Analysis of mupirocin resistance and fitness in Staphylococcus aureus by molecular genetic and structural modeling techniques

Chromosomal resistance to mupirocin in clinical isolates of Staphylococcus aureus arises from V.. F or V,,,F mutations in isoleucyl-tRNA synthetase (IRS). Whether these are the only IRS mutations that confer mupirocin resistance or simply those that survive in the clinic is unknown. Mupirocin-resistant mutants of S. aureus 8325-4 were therefore generated to examine their ileS genotypes and the in vitro and in vivo fitness costs associated with them before and after compensatory evolution.
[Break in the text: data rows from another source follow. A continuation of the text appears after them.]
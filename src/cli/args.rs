//! CLI argument parsing
//!
//! ```text
//! chatops-console [--config <file>] [--endpoint <url>] [--role <role>]
//!                 [--connect] [--log-dir <dir>]
//! ```

use clap::Parser;
use std::path::PathBuf;

use crate::config::ConsoleConfig;

/// Parsed CLI arguments
#[derive(Debug, Clone, PartialEq, Eq, Parser)]
#[command(
    name = "chatops-console",
    version,
    about = "Terminal ChatOps console for the network management gateway"
)]
pub struct Args {
    /// Config file (default: $CHATOPS_HOME/config.toml when present)
    #[arg(long, value_name = "FILE")]
    pub config: Option<PathBuf>,

    /// Command channel endpoint, e.g. ws://localhost:8000/ws/chatops
    #[arg(long, value_name = "URL")]
    pub endpoint: Option<String>,

    /// Role to connect with (client, manager, ...)
    #[arg(long, value_name = "ROLE")]
    pub role: Option<String>,

    /// Open the channel immediately on startup
    #[arg(long)]
    pub connect: bool,

    /// Directory for the log file
    #[arg(long, value_name = "DIR")]
    pub log_dir: Option<PathBuf>,
}

impl Args {
    /// Apply flag overrides (flags beat file and environment)
    pub fn apply_to(&self, config: &mut ConsoleConfig) {
        if let Some(ref endpoint) = self.endpoint {
            config.endpoint = endpoint.clone();
        }
        if let Some(ref role) = self.role {
            config.default_role = role.clone();
        }
        if let Some(ref dir) = self.log_dir {
            config.log_dir = Some(dir.clone());
        }
    }
}

#[cfg(test)]
mod tests {
    use super::*;

    fn parse(args: &[&str]) -> Args {
        Args::try_parse_from(std::iter::once("chatops-console").chain(args.iter().copied()))
            .unwrap()
    }

    #[test]
    fn test_parse_empty_args() {
        let args = parse(&[]);
        assert!(args.config.is_none());
        assert!(args.endpoint.is_none());
        assert!(!args.connect);
    }

    #[test]
    fn test_parse_all_flags() {
        let args = parse(&[
            "--config",
            "/etc/chatops.toml",
            "--endpoint",
            "ws://gw:8000/ws/chatops",
            "--role",
            "manager",
            "--connect",
            "--log-dir",
            "/var/log/chatops",
        ]);
        assert_eq!(args.config, Some(PathBuf::from("/etc/chatops.toml")));
        assert_eq!(args.endpoint.as_deref(), Some("ws://gw:8000/ws/chatops"));
        assert_eq!(args.role.as_deref(), Some("manager"));
        assert!(args.connect);
        assert_eq!(args.log_dir, Some(PathBuf::from("/var/log/chatops")));
    }

    #[test]
    fn test_unknown_flag_rejected() {
        assert!(Args::try_parse_from(["chatops-console", "--bogus"]).is_err());
    }

    #[test]
    fn test_flags_override_config() {
        let args = parse(&["--endpoint", "wss://gw/ws", "--role", "manager"]);
        let mut config = ConsoleConfig::default();
        args.apply_to(&mut config);
        assert_eq!(config.endpoint, "wss://gw/ws");
        assert_eq!(config.default_role, "manager");
        assert_eq!(config.reconnect_delay_ms, 1000);
    }
}
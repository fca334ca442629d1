//! Live command session
//!
//! Everything between the console UI and the gateway's command channel:
//! - `client`: the session itself (lifecycle, dispatch, reconnect)
//! - `channel`: connector seam and channel events
//! - `websocket`: tokio-tungstenite connector
//! - `transcript` / `activity`: what the UI renders

pub mod activity;
pub mod channel;
pub mod channel_fake;
pub mod client;
pub mod envelope;
pub mod reconnect;
pub mod role;
pub mod transcript;
pub mod websocket;

// Re-exports
pub use activity::{ActivityEntry, ActivityLog};
pub use channel::{ChannelEvent, ChannelHandle, ChannelId, Connector, OpenRequest, Outbound};
pub use channel_fake::{FakeChannels, FakeConnector};
pub use client::{CommandSession, ConnectionState, SessionSettings, DEFAULT_ENDPOINT};
pub use envelope::{Envelope, MessageTag, SYSTEM_ORIGIN};
pub use reconnect::ScheduledReconnect;
pub use role::{InvalidRole, Role};
pub use transcript::{Category, DisplayLabel, Transcript, TranscriptEntry};
pub use websocket::WebSocketConnector;

/// Channel result type
pub type Result<T> = std::result::Result<T, ChannelError>;

/// Channel errors
#[derive(Debug, thiserror::Error)]
pub enum ChannelError {
    #[error("invalid endpoint '{endpoint}': {reason}")]
    InvalidEndpoint { endpoint: String, reason: String },

    #[error("unsupported endpoint scheme '{0}' (expected ws or wss)")]
    UnsupportedScheme(String),

    #[error("failed to open channel: {0}")]
    Open(String),

    #[error("channel {0} is no longer running")]
    Gone(channel::ChannelId),
}
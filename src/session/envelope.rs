//! Inbound message envelope
//!
//! The gateway wraps everything it sends in a tagged JSON object:
//! `{ "type": <tag>, "message": <text>, "user_id": <origin> }`.
//! Outbound commands are raw text and never use this envelope.

use serde_json::Value;

/// Origin sentinel used by the gateway for its own messages
pub const SYSTEM_ORIGIN: &str = "system";

/// Decoded inbound envelope
///
/// Fields are read leniently: any JSON value decodes, a non-string `type`
/// counts as absent, and non-string `message` / `user_id` values are kept
/// in their JSON text form.
#[derive(Debug, Clone, PartialEq, Eq, Default)]
pub struct Envelope {
    /// Message tag; absent tags fall through to the unknown branch
    pub tag: Option<String>,
    /// Message body (absent for `clear_chat`)
    pub message: Option<String>,
    /// Author identity, `system` when omitted
    pub user_id: Option<String>,
}

impl Envelope {
    /// Decode one inbound payload. Returns `None` only when `raw` is not
    /// JSON; JSON that is not an object decodes to an untagged envelope.
    pub fn decode(raw: &str) -> Option<Envelope> {
        let value: Value = serde_json::from_str(raw).ok()?;
        let Value::Object(fields) = value else {
            return Some(Envelope::default());
        };

        Some(Envelope {
            tag: fields.get("type").and_then(Value::as_str).map(str::to_string),
            message: fields.get("message").and_then(text_of),
            user_id: fields.get("user_id").and_then(text_of),
        })
    }

    pub fn message_tag(&self) -> MessageTag {
        self.tag
            .as_deref()
            .map(MessageTag::from_wire)
            .unwrap_or(MessageTag::Unknown)
    }

    pub fn origin(&self) -> &str {
        self.user_id.as_deref().unwrap_or(SYSTEM_ORIGIN)
    }

    pub fn body(&self) -> &str {
        self.message.as_deref().unwrap_or("")
    }
}

/// String fields as-is, `null` as absent, anything else as JSON text
fn text_of(value: &Value) -> Option<String> {
    match value {
        Value::Null => None,
        Value::String(s) => Some(s.clone()),
        other => Some(other.to_string()),
    }
}

/// Closed set of inbound tags
#[derive(Debug, Clone, Copy, PartialEq, Eq)]
pub enum MessageTag {
    System,
    CommandSent,
    CommandReceived,
    CommandResponse,
    SystemBroadcast,
    Error,
    ClearChat,
    Unknown,
}

impl MessageTag {
    pub fn from_wire(tag: &str) -> MessageTag {
        match tag {
            "system" => MessageTag::System,
            "command_sent" => MessageTag::CommandSent,
            "command_received" => MessageTag::CommandReceived,
            "command_response" => MessageTag::CommandResponse,
            "system_broadcast" => MessageTag::SystemBroadcast,
            "error" => MessageTag::Error,
            "clear_chat" => MessageTag::ClearChat,
            _ => MessageTag::Unknown,
        }
    }
}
Most spontaneous first-step mupirocin-resistant mutants carried V588F or V631F mutations in IRS, but a new mutation (G(593)V) was also identified. Second-step mutants carried combinations of previously identified IRS mutations (e.g., V588F/V631F and G(593)V/V631F), but additional combinations also occurred involving novel mutations (R816C, H(67)Q, and F563L. First-step mupirocin-resistant mutants were not associated with substantial fitness costs, a finding that is consistent with the occurrence of V588F or V631F mutations in the IRS of clinical strains. Second-step mutants were unfit, but fitness could be restored by subculture in the absence of mupirocin. In most cases, this was the result of compensatory mutations that also suppressed mupirocin resistance (e.g., A(196)V, E190K and E195K), despite retention of the original mutations conferring resistance. Structural explanations for mupirocin resistance and loss of fitness were obtained by molecular modeling of mutated IRS enzymes, which provided data on mupirocin binding and interaction with the isoleucyl-AMP reactive intermediate.